Cloud Network Security: The Architect's Guide

Cloud network security is the set of controls that govern how traffic moves into, out of, and between resources in a cloud environment — covering ingress and egress filtering, network segmentation, private connectivity, traffic inspection, and detection of anomalous network behaviour. It is structurally different from traditional network security: there is no physical perimeter, no hardware firewall appliance to configure, and no cable you can pull. Instead, the network itself is software-defined, provisioned via API, and controlled through policies attached to virtual constructs.
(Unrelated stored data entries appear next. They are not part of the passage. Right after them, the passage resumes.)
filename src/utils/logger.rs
use tracing_subscriber::{layer::SubscriberExt, util::SubscriberInitExt, EnvFilter};

fn default_filter(verbose: bool) -> EnvFilter {
    EnvFilter::try_from_default_env().unwrap_or_else(|_| {
        if verbose {
            EnvFilter::new("hayat_menu=debug,info")
        } else {
            EnvFilter::new("hayat_menu=info")
        }
    })
}

pub fn init_cli_logger(verbose: bool) {
    tracing_subscriber::registry()
        .with(default_filter(verbose))
        .with(
            tracing_subscriber::fmt::layer()
                .with_target(false)
                .with_thread_ids(false)
                .with_file(false)
                .with_line_number(false)
                .with_writer(std::io::stderr)
                .compact(),
        )
        .init();
}

/// Structured output for log collectors.
pub fn init_json_logger(verbose: bool) {
    tracing_subscriber::registry()
        .with(default_filter(verbose))
        .with(
            tracing_subscriber::fmt::layer()
                .with_target(false)
                .with_thread_ids(false)
                .with_file(false)
                .with_line_number(false)
                .with_writer(std::io::stderr)
                .json(),
        )
        .init();
}
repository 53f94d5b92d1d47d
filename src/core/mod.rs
pub mod cart;
pub mod catalog;
pub mod engine;
pub mod layout;
pub mod session;

pub use crate::domain::model::{CartLine, Category, MenuItem, Money, OrderSummary};
pub use crate::domain::ports::{CatalogSource, ConfigProvider};
pub use crate::utils::error::Result;
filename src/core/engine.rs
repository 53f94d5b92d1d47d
use crate::core::catalog::Catalog;
use crate::core::session::{Intent, MenuSession};
use crate::domain::model::OrderSummary;
use crate::domain::ports::CatalogSource;
use crate::utils::error::Result;

pub struct MenuEngine<S: CatalogSource> {
    source: S,
    currency_symbol: String,
}

impl<S: CatalogSource> MenuEngine<S> {
    pub fn new(source: S) -> Self {
        Self::with_currency(source, "$")
    }

    pub fn with_currency(source: S, currency_symbol: impl Into<String>) -> Self {
        Self {
            source,
            currency_symbol: currency_symbol.into(),
        }
    }

    pub fn currency_symbol(&self) -> &str {
        &self.currency_symbol
    }

    pub async fn load(&self) -> Result<Catalog> {
        tracing::info!("Loading catalog from {}", self.source.describe());
        let catalog = self.source.fetch().await?;
        tracing::info!(
            "Loaded {} items in {} categories",
            catalog.len(),
            catalog.categories().len()
        );
        Ok(catalog)
    }

    /// Loads the catalog, opens a session and replays `intents` in order.
    /// Stops at the first rejected intent.
    pub async fn run(
        &self,
        default_category: Option<&str>,
        intents: &[Intent],
    ) -> Result<(Catalog, MenuSession)> {
        let catalog = self.load().await?;
        let mut session = MenuSession::open(&catalog, default_category)?;

        for intent in intents {
            session.apply(&catalog, intent.clone())?;
        }

        tracing::info!(
            "Session ended with {} items, total {}",
            session.cart.total_item_count(),
            session.cart.total_price().format(&self.currency_symbol)
        );
        Ok((catalog, session))
    }

    pub fn summarize(&self, session: &MenuSession) -> OrderSummary {
        session.cart.summary(&self.currency_symbol)
    }
}
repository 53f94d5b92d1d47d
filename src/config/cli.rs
use crate::app::OutputFormat;
use crate::config::toml_config::{SourceKind, TomlConfig};
use crate::core::session::Intent;
use crate::utils::error::Result;
use crate::utils::validation::Validate;
use clap::Parser;

#[derive(Debug, Clone, Parser)]
#[command(name = "hayat-menu")]
#[command(about = "Browse the HAYAT RIVER menu and build an order")]
pub struct CliConfig {
    /// Path to a TOML configuration file
    #[arg(short, long)]
    pub config: Option<String>,

    /// Read the catalog from a local JSON file
    #[arg(long, conflicts_with_all = ["categories_url", "items_url"])]
    pub catalog_file: Option<String>,

    /// Remote categories endpoint (requires --items-url)
    #[arg(long, requires = "items_url")]
    pub categories_url: Option<String>,

    /// Remote items endpoint (requires --categories-url)
    #[arg(long, requires = "categories_url")]
    pub items_url: Option<String>,

    #[arg(long, help = "Catalog request timeout in seconds")]
    pub timeout_seconds: Option<u64>,

    /// Category to open the menu on
    #[arg(long)]
    pub category: Option<String>,

    /// Gestures to replay, e.g. add:12,add:12,category:drinks,select:21
    #[arg(long, value_delimiter = ',')]
    pub ops: Vec<Intent>,

    /// Viewport width in pixels, used to pick the layout breakpoint
    #[arg(long)]
    pub width: Option<u32>,

    #[arg(long, help = "Currency symbol used for display")]
    pub currency: Option<String>,

    #[arg(long, value_enum)]
    pub format: Option<OutputFormat>,

    #[arg(long, help = "Print the whole catalog and exit")]
    pub list: bool,

    #[arg(short, long, help = "Enable verbose output")]
    pub verbose: bool,

    #[arg(long, help = "Emit logs as JSON")]
    pub log_json: bool,
}

impl CliConfig {
    /// Loads the TOML file (if any), applies command-line overrides and validates.
    pub fn resolve(&self) -> Result<TomlConfig> {
        let mut config = match &self.config {
            Some(path) => TomlConfig::from_file(path)?,
            None => TomlConfig::default(),
        };

        if let Some(path) = &self.catalog_file {
            config.catalog.source = SourceKind::File;
            config.catalog.path = Some(path.clone());
        }
        if let (Some(categories), Some(items)) = (&self.categories_url, &self.items_url) {
            config.catalog.source = SourceKind::Remote;
            config.catalog.categories_url = Some(categories.clone());
            config.catalog.items_url = Some(items.clone());
        }
        if self.timeout_seconds.is_some() {
            config.catalog.timeout_seconds = self.timeout_seconds;
        }
        if self.category.is_some() {
            config.display.default_category = self.category.clone();
        }
        if self.width.is_some() {
            config.display.viewport_width = self.width;
        }
        if self.currency.is_some() {
            config.display.currency_symbol = self.currency.clone();
        }
        if self.format.is_some() {
            config.output.format = self.format;
        }

        config.validate()?;
        Ok(config)
    }
}

#[cfg(test)]
mod tests {
    use super::*;
    use crate::domain::ports::{CatalogLocation, ConfigProvider};

    #[test]
    fn test_cli_overrides() {
        let cli = CliConfig::parse_from([
            "hayat-menu",
            "--catalog-file",
            "menu.json",
            "--ops",
            "add:12,remove:12,category:drinks",
            "--width",
            "375",
            "--format",
            "json",
        ]);

        assert_eq!(
            cli.ops,
            vec![
                Intent::Add(12),
                Intent::Remove(12),
                Intent::SelectCategory("drinks".to_string())
            ]
        );

        let config = cli.resolve().unwrap();
        assert_eq!(
            config.catalog_location(),
            CatalogLocation::File("menu.json".to_string())
        );
        assert_eq!(config.viewport_width(), 375);
        assert_eq!(config.output_format(), OutputFormat::Json);
    }

    #[test]
    fn test_invalid_override_fails_validation() {
        let cli = CliConfig::parse_from([
            "hayat-menu",
            "--categories-url",
            "ftp://menu.example.com/categories",
            "--items-url",
            "https://menu.example.com/items",
        ]);
        assert!(cli.resolve().is_err());
    }

    #[test]
    fn test_bad_op_is_rejected_by_parser() {
        assert!(CliConfig::try_parse_from(["hayat-menu", "--ops", "dance:1"]).is_err());
    }
}
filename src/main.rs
use clap::Parser;
use hayat_menu::adapters::source_from_config;
use hayat_menu::app::{export, render, OutputFormat};
use hayat_menu::core::layout::Breakpoint;
use hayat_menu::domain::ports::ConfigProvider;
use hayat_menu::utils::logger;
use hayat_menu::{Catalog, CliConfig, MenuEngine, MenuError, MenuSession};

#[tokio::main]
async fn main() {
    let cli = CliConfig::parse();

    if cli.log_json {
        logger::init_json_logger(cli.verbose);
    } else {
        logger::init_cli_logger(cli.verbose);
    }

    tracing::info!("Starting hayat-menu");
    tracing::debug!("CLI config: {:?}", cli);

    if let Err(e) = run(cli).await {
        fail(e);
    }
}

fn fail(e: MenuError) -> ! {
    tracing::error!(
        "❌ hayat-menu failed: {} (Category: {:?}, Severity: {:?})",
        e,
        e.category(),
        e.severity()
    );
    tracing::error!("💡 Recovery suggestion: {}", e.recovery_suggestion());

    eprintln!("❌ {}", e.user_friendly_message());
    eprintln!("💡 {}", e.recovery_suggestion());
    std::process::exit(e.exit_code());
}

async fn run(cli: CliConfig) -> hayat_menu::Result<()> {
    let config = cli.resolve()?;
    tracing::info!("✅ Configuration loaded and validated");

    let source = source_from_config(&config)?;
    let engine = MenuEngine::with_currency(source, config.currency_symbol());
    let breakpoint = Breakpoint::from_width(config.viewport_width());
    tracing::debug!("Viewport {}px uses {:?} layout", config.viewport_width(), breakpoint);

    if cli.list {
        let catalog = engine.load().await?;
        print_catalog(&catalog, breakpoint, engine.currency_symbol())?;
        return Ok(());
    }

    let (catalog, session) = engine.run(config.default_category(), &cli.ops).await?;
    let summary = engine.summarize(&session);

    match config.output_format() {
        OutputFormat::Text => {
            print_session(&catalog, &session, breakpoint, engine.currency_symbol())
        }
        OutputFormat::Json => println!("{}", export::summary_to_json(&summary)?),
        OutputFormat::Csv => print!("{}", export::summary_to_csv(&summary)?),
    }

    Ok(())
}

fn print_catalog(
    catalog: &Catalog,
    breakpoint: Breakpoint,
    currency_symbol: &str,
) -> hayat_menu::Result<()> {
    for category in catalog.categories() {
        let session = MenuSession::open(catalog, Some(&category.id))?;
        println!("== {} ({})", category.name, category.id);
        print!("{}", render::render_gallery(catalog, &session, breakpoint, currency_symbol));
    }
    Ok(())
}

fn print_session(
    catalog: &Catalog,
    session: &MenuSession,
    breakpoint: Breakpoint,
    currency_symbol: &str,
) {
    if let Some(sheet) = render::render_nav_sheet(catalog, session, breakpoint) {
        print!("{}", sheet);
        println!();
    }
    println!("{}", render::render_navigation(catalog, session, breakpoint));
    println!();
    print!("{}", render::render_gallery(catalog, session, breakpoint, currency_symbol));
    if let Some(detail) = render::render_detail(catalog, session, breakpoint, currency_symbol) {
        println!();
        print!("{}", detail);
    }
    println!();
    print!("{}", render::render_cart_area(session, currency_symbol));
}
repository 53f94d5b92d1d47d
use crate::adapters::schema::CatalogDocument;
use crate::core::catalog::Catalog;
use crate::domain::ports::CatalogSource;
use crate::utils::error::Result;
use async_trait::async_trait;

const MENU_JSON: &str = include_str!("../../data/menu.json");

/// The house menu shipped inside the binary.
#[derive(Debug, Clone, Copy, Default)]
pub struct EmbeddedCatalog;

impl EmbeddedCatalog {
    pub fn new() -> Self {
        Self
    }

    pub fn load(&self) -> Result<Catalog> {
        CatalogDocument::from_json(MENU_JSON)?.into_catalog()
    }
}

#[async_trait]
impl CatalogSource for EmbeddedCatalog {
    async fn fetch(&self) -> Result<Catalog> {
        self.load()
    }

    fn describe(&self) -> String {
        "embedded menu".to_string()
    }
}
pub mod export;
pub mod render;

pub use export::OutputFormat;
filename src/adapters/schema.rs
//! JSON shapes accepted from catalog sources.
//!
//! Remote catalogs send either a numeric `price` in major units or a
//! pre-formatted `formatted_price` string. Both end up as [`Money`].

use crate::core::catalog::Catalog;
use crate::domain::model::{Category, ItemId, ItemSize, MenuItem, Money, Position};
use crate::utils::error::{MenuError, Result};
use crate::utils::money::{money_from_major, parse_formatted_price};
use serde::Deserialize;

/// Ids that may arrive as numbers or strings.
#[derive(Debug, Clone, Deserialize)]
#[serde(untagged)]
pub enum FlexibleId {
    Number(u64),
    Text(String),
}

impl FlexibleId {
    fn into_string(self) -> String {
        match self {
            FlexibleId::Number(n) => n.to_string(),
            FlexibleId::Text(s) => s,
        }
    }
}

#[derive(Debug, Clone, Deserialize)]
pub struct RawCategory {
    pub id: FlexibleId,
    pub name: String,
    #[serde(default)]
    pub icon: Option<String>,
}

impl From<RawCategory> for Category {
    fn from(raw: RawCategory) -> Self {
        Category {
            id: raw.id.into_string(),
            name: raw.name,
            icon: raw.icon,
        }
    }
}

#[derive(Debug, Clone, Deserialize)]
pub struct RawMenuItem {
    pub id: ItemId,
    pub name: String,
    #[serde(default)]
    pub description: Option<String>,
    #[serde(default)]
    pub price: Option<f64>,
    #[serde(default)]
    pub formatted_price: Option<String>,
    #[serde(default)]
    pub image: Option<String>,
    pub category: FlexibleId,
    #[serde(default)]
    pub position: Option<Position>,
    #[serde(default)]
    pub size: Option<ItemSize>,
}

impl RawMenuItem {
    fn price(&self) -> Result<Money> {
        match (self.price, self.formatted_price.as_deref()) {
            (Some(amount), _) => money_from_major(amount),
            (None, Some(text)) => parse_formatted_price(text),
            (None, None) => Err(MenuError::InvalidPrice {
                value: String::new(),
                reason: format!("item {} has neither price nor formatted_price", self.id),
            }),
        }
    }

    pub fn into_menu_item(self) -> Result<MenuItem> {
        let price = self.price()?;
        Ok(MenuItem {
            id: self.id,
            name: self.name,
            description: self.description.unwrap_or_default(),
            price,
            image: self.image.filter(|url| !url.trim().is_empty()),
            category: self.category.into_string(),
            position: self.position.unwrap_or_default(),
            size: self.size.unwrap_or_default(),
        })
    }
}

/// A whole catalog in one document, as embedded or stored on disk.
#[derive(Debug, Clone, Deserialize)]
pub struct CatalogDocument {
    pub categories: Vec<RawCategory>,
    pub items: Vec<RawMenuItem>,
}

impl CatalogDocument {
    pub fn from_json(content: &str) -> Result<Self> {
        Ok(serde_json::from_str(content)?)
    }

    pub fn into_catalog(self) -> Result<Catalog> {
        build_catalog(self.categories, self.items)
    }
}

pub fn build_catalog(categories: Vec<RawCategory>, items: Vec<RawMenuItem>) -> Result<Catalog> {
    let categories = categories.into_iter().map(Category::from).collect();
    let items = items
        .into_iter()
        .map(RawMenuItem::into_menu_item)
        .collect::<Result<Vec<_>>>()?;
    Catalog::new(categories, items)
}
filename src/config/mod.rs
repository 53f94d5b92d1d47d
#[cfg(feature = "cli")]
pub mod cli;
pub mod toml_config;

#[cfg(feature = "cli")]
pub use cli::CliConfig;
pub use toml_config::TomlConfig;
That shift eliminates some traditional attack vectors and introduces entirely new ones.

This guide covers the core primitives every cloud architect must understand, the segmentation and filtering controls that matter most, how network security compares across AWS, Azure, and GCP, and the detection capabilities that make network threats visible.

How Cloud Networking Differs from Traditional Network Security

In a traditional data centre, network security was built around physical segmentation: different VLANs, dedicated firewall appliances at zone boundaries, and DMZs that separated internet-facing services from internal infrastructure. The network topology was stable, changes required physical or out-of-band access, and security teams had reasonable visibility through NetFlow and perimeter logs.

Cloud networking inverts almost every assumption:

The network is an API. VPCs, subnets, security groups, routing tables, and network gateways are all created, modified, and destroyed programmatically. An engineer can change a security group rule, modify a route table, or peer two previously isolated VPCs in under a minute, from anywhere, without touching any physical infrastructure.

Topology changes constantly. Autoscaling groups add and remove instances in response to load. Container orchestrators schedule workloads across nodes. Serverless functions spin up and disappear. The network map at 09:00 may look entirely different at 11:00.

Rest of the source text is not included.